Letter from the Chair

interim-chair-banash

In English, we are students of the imagination. This is the great strength of reading the traditions of literature. Works of poetry and fiction ask us to imagine the world, and I believe nothing is more powerful than imagining our world.

Unfortunately, imagination is often associated with a kind of childish, escapist pleasure. Think of Gene Wilder as Willy Wonka inviting his guests into the chocolate factory, a “world of pure imagination” that is entirely devoted to infantile, gustatory excesses and traps. Here, imagination is walled off from the world, a secret garden that only the child who holds the golden ticket can enter, something that must be protected from the adult demands of the real world.
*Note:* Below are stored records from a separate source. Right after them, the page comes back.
//! Pacemaker Identification CLI
//!
//! Entry point for the pacemaker X-ray classification pipeline: dataset
//! download, training and deployment-bundle export.

use std::path::PathBuf;

use anyhow::Result;
use clap::{Parser, Subcommand};
use colored::Colorize;
use tracing::warn;

use pacemaker_id::backend::{self, TrainingBackend};
use pacemaker_id::config::{ConfigOverrides, RunConfig};
use pacemaker_id::dataset::{download, XrayBatch, XrayBatcher, XrayDataset, XrayItem};
use pacemaker_id::export::{run_export, ExportRequest};
use pacemaker_id::model::{build_model, Architecture, PacemakerClassifier};
use pacemaker_id::training::{
    CheckpointObserver, CheckpointStore, Engine, EvalObserver, ObserverList, ProgressObserver,
};
use pacemaker_id::utils::logging::{init_logging, LogConfig};

use burn::data::dataloader::batcher::Batcher;
use burn::optim::AdamConfig;
use burn::tensor::backend::Backend;

/// Pacemaker identification from chest X-rays
///
/// Trains a CNN classifier on the Kaggle pacemaker X-ray dataset with the
/// Burn framework and exports the weights for the mobile app.
#[derive(Parser, Debug)]
#[command(name = "pacemaker-id")]
#[command(version = pacemaker_id::VERSION)]
#[command(about = "Pacemaker X-ray classification pipeline", long_about = None)]
struct Cli {
    /// Enable verbose logging
    #[arg(short, long, default_value = "false")]
    verbose: bool,

    #[command(subcommand)]
    command: Commands,
}

#[derive(Subcommand, Debug)]
enum Commands {
    /// Download the dataset from Kaggle and set up the directory layout
    DownloadData {
        /// Path to the run configuration
        #[arg(short, long, default_value = "configs/base.toml")]
        config: PathBuf,
    },

    /// Train the classifier
    Train {
        /// Path to the run configuration
        #[arg(short, long, default_value = "configs/base.toml")]
        config: PathBuf,

        /// Override the configured number of epochs
        #[arg(short, long)]
        epochs: Option<usize>,

        /// Override the configured batch size
        #[arg(short, long)]
        batch_size: Option<usize>,

        /// Override the configured learning rate
        #[arg(short, long)]
        learning_rate: Option<f64>,

        /// Override the configured device (cpu, gpu, cuda)
        #[arg(short, long)]
        device: Option<String>,
    },

    /// Package trained weights into a deployment bundle
    Export {
        /// Final weights file (mutually exclusive with --checkpoint)
        #[arg(short, long)]
        weights: Option<PathBuf>,

        /// Training checkpoint file (mutually exclusive with --weights)
        #[arg(long)]
        checkpoint: Option<PathBuf>,

        /// Run configuration supplying the architecture default
        #[arg(short, long)]
        config: Option<PathBuf>,

        /// Architecture name (overrides the config)
        #[arg(short, long)]
        architecture: Option<String>,

        /// Number of classes the model was trained with
        #[arg(short, long, default_value = "45")]
        num_classes: usize,

        /// Optional JSON file with class labels
        #[arg(long)]
        labels: Option<PathBuf>,

        /// Output bundle path
        #[arg(short, long, default_value = "output/export/bundle.json")]
        output: PathBuf,
    },
}

fn main() -> Result<()> {
    let cli = Cli::parse();

    let log_config = if cli.verbose {
        LogConfig::verbose()
    } else {
        LogConfig::default()
    };
    let _ = init_logging(&log_config);

    print_banner();

    match cli.command {
        Commands::DownloadData { config } => {
            cmd_download(&config)?;
        }

        Commands::Train {
            config,
            epochs,
            batch_size,
            learning_rate,
            device,
        } => {
            let overrides = ConfigOverrides {
                epochs,
                batch_size,
                learning_rate,
                device,
            };
            cmd_train(&config, overrides, cli.verbose)?;
        }

        Commands::Export {
            weights,
            checkpoint,
            config,
            architecture,
            num_classes,
            labels,
            output,
        } => {
            cmd_export(
                weights,
                checkpoint,
                config,
                architecture,
                num_classes,
                labels,
                output,
            )?;
        }
    }

    Ok(())
}

fn print_banner() {
    println!(
        "{}",
        r#"
 ============================================================
   PacerID - Pacemaker Identification from Chest X-rays
   Training pipeline built with Burn + Rust
 ============================================================
  "#
        .green()
    );
}

fn cmd_download(config_path: &PathBuf) -> Result<()> {
    let config = RunConfig::load(config_path)?;
    download::run_download(&config.data)?;
    Ok(())
}

fn cmd_train(config_path: &PathBuf, overrides: ConfigOverrides, verbose: bool) -> Result<()> {
    let mut config = RunConfig::load(config_path)?;
    config.apply_overrides(&overrides);
    config.validate()?;
    config.resolve_device()?;
    config.print_banner();
    let verbose = verbose || config.training.verbose;

    // Dataset splits; both must exist before training starts
    let train_set = XrayDataset::new(&config.data.train_dir)?;
    let test_set = XrayDataset::new(&config.data.test_dir)?;
    let num_classes = train_set.num_classes();
    if test_set.num_classes() != num_classes {
        warn!(
            "Train split has {} classes but test split has {}",
            num_classes,
            test_set.num_classes()
        );
    }

    let device = backend::default_device();
    let model = build_model::<TrainingBackend>(
        config.model.architecture,
        num_classes,
        config.model.pretrained,
        config.model.backbone_weights.as_deref(),
        &device,
    )?;

    let image_size = config.data.image_size;
    let batch_size = config.data.batch_size;
    let batcher = XrayBatcher::new(image_size);

    println!("{}", "Loading training images...".cyan());
    let train_items = load_items(&train_set, image_size, &train_set.shuffled_indices(config.training.seed))?;
    println!("{}", "Loading test images...".cyan());
    let test_items = load_items(&test_set, image_size, &(0..test_set.len()).collect::<Vec<_>>())?;

    // Training batches on the autodiff backend, evaluation batches on the
    // inner backend
    let train_batches: Vec<XrayBatch<TrainingBackend>> = train_items
        .chunks(batch_size)
        .map(|chunk| batcher.batch(chunk.to_vec(), &device))
        .collect();
    let inner_device: <backend::DefaultBackend as Backend>::Device = backend::default_device();
    let train_eval_batches: Vec<XrayBatch<backend::DefaultBackend>> = train_items
        .chunks(batch_size)
        .map(|chunk| batcher.batch(chunk.to_vec(), &inner_device))
        .collect();
    let test_eval_batches: Vec<XrayBatch<backend::DefaultBackend>> = test_items
        .chunks(batch_size)
        .map(|chunk| batcher.batch(chunk.to_vec(), &inner_device))
        .collect();

    let store = CheckpointStore::new(&config.output.checkpoint_dir)?;

    // Attach order fixes the per-epoch sequence: progress line, train
    // metrics, test metrics, checkpoint
    let mut observers = ObserverList::new();
    observers.attach(ProgressObserver::new(verbose));
    observers.attach(EvalObserver::new("TRAINING", train_eval_batches));
    observers.attach(EvalObserver::new("TESTING", test_eval_batches));
    observers.attach(CheckpointObserver::new(store.clone()));

    let optimizer = AdamConfig::new().init::<TrainingBackend, PacemakerClassifier<TrainingBackend>>();
    let mut engine = Engine::new(model, optimizer, config.training.learning_rate, device);

    engine.run(&train_batches, config.training.epochs, &mut observers)?;

    let (model_bytes, _) = engine.snapshot()?;
    let model_name = config
        .output
        .model_name
        .clone()
        .unwrap_or_else(|| config.model.architecture.as_str().to_string());
    let final_path = store.save_final(&model_name, &model_bytes)?;

    println!(
        "\n{} Final weights written to {}",
        "Training complete.".green().bold(),
        final_path.display()
    );
    Ok(())
}

fn load_items(dataset: &XrayDataset, image_size: usize, order: &[usize]) -> Result<Vec<XrayItem>> {
    order
        .iter()
        .map(|&idx| {
            let sample = &dataset.samples[idx];
            Ok(XrayItem::from_path(&sample.path, sample.label, image_size)?)
        })
        .collect()
}

fn cmd_export(
    weights: Option<PathBuf>,
    checkpoint: Option<PathBuf>,
    config: Option<PathBuf>,
    architecture: Option<String>,
    num_classes: usize,
    labels: Option<PathBuf>,
    output: PathBuf,
) -> Result<()> {
    let architecture = match (architecture, config) {
        (Some(name), _) => name.parse::<Architecture>()?,
        (None, Some(config_path)) => RunConfig::load(&config_path)?.model.architecture,
        (None, None) => {
            anyhow::bail!("pass --architecture or --config so the bundle can name its model")
        }
    };

    let request = ExportRequest {
        weights,
        checkpoint,
        architecture,
        num_classes,
        labels,
        output,
    };

    let path = run_export(&request)?;
    println!("{} Bundle written to {}", "Export complete.".green().bold(), path.display());
    Ok(())
}
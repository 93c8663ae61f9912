//! Dataset acquisition, loading and batching

pub mod batcher;
pub mod download;
pub mod loader;

pub use batcher::{XrayBatch, XrayBatcher, XrayItem};
pub use loader::{ImageSample, XrayDataset};
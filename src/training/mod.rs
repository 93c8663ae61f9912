//! Training engine, observers and checkpointing

pub mod callbacks;
pub mod checkpoint;
pub mod engine;
pub mod evaluator;
pub mod observer;

pub use callbacks::{CheckpointObserver, EvalObserver, ProgressObserver, RollingHistory};
pub use checkpoint::{Checkpoint, CheckpointStore};
pub use engine::{Engine, EnginePhase, EngineState};
pub use evaluator::evaluate;
pub use observer::{Event, Observer, ObserverList, RunView};
//! Observer layer
//!
//! Observers are attached to the engine before a run and receive events with
//! an explicit context: the engine's state counters and a [`RunView`] over
//! the model. There is no other channel between the engine and its handlers;
//! anything an observer needs must come through these two arguments.

use burn::tensor::backend::AutodiffBackend;
use tracing::warn;

use crate::error::{PacemakerError, Result};
use crate::model::PacemakerClassifier;
use crate::training::engine::EngineState;

/// Events emitted by the engine during a run
#[derive(Debug, Clone, Copy, PartialEq, Eq)]
pub enum Event {
    RunStarted,
    IterationCompleted,
    EpochCompleted,
    RunCompleted,
    RunFailed,
}

/// On-demand serialization of the engine's model and optimizer state
pub trait StateSnapshot {
    fn model_bytes(&self) -> Result<Vec<u8>>;
    fn optimizer_bytes(&self) -> Result<Vec<u8>>;
}

/// Read access to the running engine, handed to observers with every event
pub struct RunView<'a, B: AutodiffBackend> {
    /// The model as of this event
    pub model: &'a PacemakerClassifier<B>,
    /// The device the run executes on
    pub device: &'a B::Device,
    snapshot: &'a dyn StateSnapshot,
}

impl<'a, B: AutodiffBackend> RunView<'a, B> {
    /// Create a view; the engine does this for every emission
    pub fn new(
        model: &'a PacemakerClassifier<B>,
        device: &'a B::Device,
        snapshot: &'a dyn StateSnapshot,
    ) -> Self {
        Self {
            model,
            device,
            snapshot,
        }
    }

    /// Serialize the current model weights
    pub fn model_bytes(&self) -> Result<Vec<u8>> {
        self.snapshot.model_bytes()
    }

    /// Serialize the current optimizer state
    pub fn optimizer_bytes(&self) -> Result<Vec<u8>> {
        self.snapshot.optimizer_bytes()
    }
}

/// Engine event handler
///
/// Every method defaults to a no-op; implement only the events you care
/// about. Returning an error fails the run.
#[allow(unused_variables)]
pub trait Observer<B: AutodiffBackend> {
    fn on_run_started(&mut self, state: &EngineState, view: &RunView<'_, B>) -> Result<()> {
        Ok(())
    }

    fn on_iteration_completed(&mut self, state: &EngineState, view: &RunView<'_, B>) -> Result<()> {
        Ok(())
    }

    fn on_epoch_completed(&mut self, state: &EngineState, view: &RunView<'_, B>) -> Result<()> {
        Ok(())
    }

    fn on_run_completed(&mut self, state: &EngineState, view: &RunView<'_, B>) -> Result<()> {
        Ok(())
    }

    fn on_run_failed(
        &mut self,
        state: &EngineState,
        view: &RunView<'_, B>,
        error: &PacemakerError,
    ) -> Result<()> {
        Ok(())
    }
}

/// Ordered collection of observers; events fire in attach order
pub struct ObserverList<B: AutodiffBackend> {
    observers: Vec<Box<dyn Observer<B>>>,
}

impl<B: AutodiffBackend> ObserverList<B> {
    pub fn new() -> Self {
        Self {
            observers: Vec::new(),
        }
    }

    /// Attach an observer; it fires after everything attached before it
    pub fn attach(&mut self, observer: impl Observer<B> + 'static) {
        self.observers.push(Box::new(observer));
    }

    pub fn len(&self) -> usize {
        self.observers.len()
    }

    pub fn is_empty(&self) -> bool {
        self.observers.is_empty()
    }

    pub(crate) fn emit_run_started(
        &mut self,
        state: &EngineState,
        view: &RunView<'_, B>,
    ) -> Result<()> {
        for observer in self.observers.iter_mut() {
            observer.on_run_started(state, view)?;
        }
        Ok(())
    }

    pub(crate) fn emit_iteration_completed(
        &mut self,
        state: &EngineState,
        view: &RunView<'_, B>,
    ) -> Result<()> {
        for observer in self.observers.iter_mut() {
            observer.on_iteration_completed(state, view)?;
        }
        Ok(())
    }

    pub(crate) fn emit_epoch_completed(
        &mut self,
        state: &EngineState,
        view: &RunView<'_, B>,
    ) -> Result<()> {
        for observer in self.observers.iter_mut() {
            observer.on_epoch_completed(state, view)?;
        }
        Ok(())
    }

    pub(crate) fn emit_run_completed(
        &mut self,
        state: &EngineState,
        view: &RunView<'_, B>,
    ) -> Result<()> {
        for observer in self.observers.iter_mut() {
            observer.on_run_completed(state, view)?;
        }
        Ok(())
    }

    /// Best-effort failure notification; handler errors are logged, the
    /// original error keeps propagating
    pub(crate) fn emit_failure(
        &mut self,
        state: &EngineState,
        view: &RunView<'_, B>,
        error: &PacemakerError,
    ) {
        for observer in self.observers.iter_mut() {
            if let Err(handler_err) = observer.on_run_failed(state, view, error) {
                warn!("Run-failed handler errored: {}", handler_err);
            }
        }
    }
}

impl<B: AutodiffBackend> Default for ObserverList<B> {
    fn default() -> Self {
        Self::new()
    }
}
The literary imagination could not be more different. Fiction and poetry do not turn away from the real world—they plunge us into it. They offer us ways to literally create images of the world, to see how we can fit its pieces together so that we might understand our experience. The world is so vast, so old, and so complex, our own limited lived experiences never allow us to really imagine it—that is to make images that create coherence out of its seeming chaos. It is only through the vast, collective imaginations of whole cultures that we understand our relative place in the world, how we might make sense of experience, and how our world might well be imagined in new and different ways our personal experience would never suggest to us. It is this collective imagination that literature embodies and transmits to us.

Arguably, the form of the novel reaches its fullest expression in nineteenth-century realism, as grounded and gritty as “realism” sounds, it is paradoxically one of the highest expressions of imagination. In English, we can think of masterpieces like George Eliot’s Middlemarch or Charles Dickens’s Great Expectations. In Russian, Tolstoy’s War and Peace, or in French, Gustave Flaubert’s Madame Bovary, capture an image of a whole world. Through the freedoms of fiction, these works, and many others like them, let us live whole lifetimes in a few hours, let us move from the perspectives and passions of an individual to the inhuman forces of time and history, allowing us to grasp the seeming chaos of the world as a coherence.

The more chaotic and unsettled the world, the more the literary imagination can provide insight, enlightenment, solace, and alternatives. As I do every four years, this summer I will reread Tolstoy’s War and Peace, a remarkable novel that asks us to think of our individual experience through the masses that make up nations and the forces of history that express themselves in our individual experiences. Though published 1869, I cannot think of a more timely novel for 2019.

As we enter into the summer, I encourage everyone to turn to the literary imagination, to find there not only a different image of the world but also the possibility that we could imagine our world differently—the first step to actually making a different world.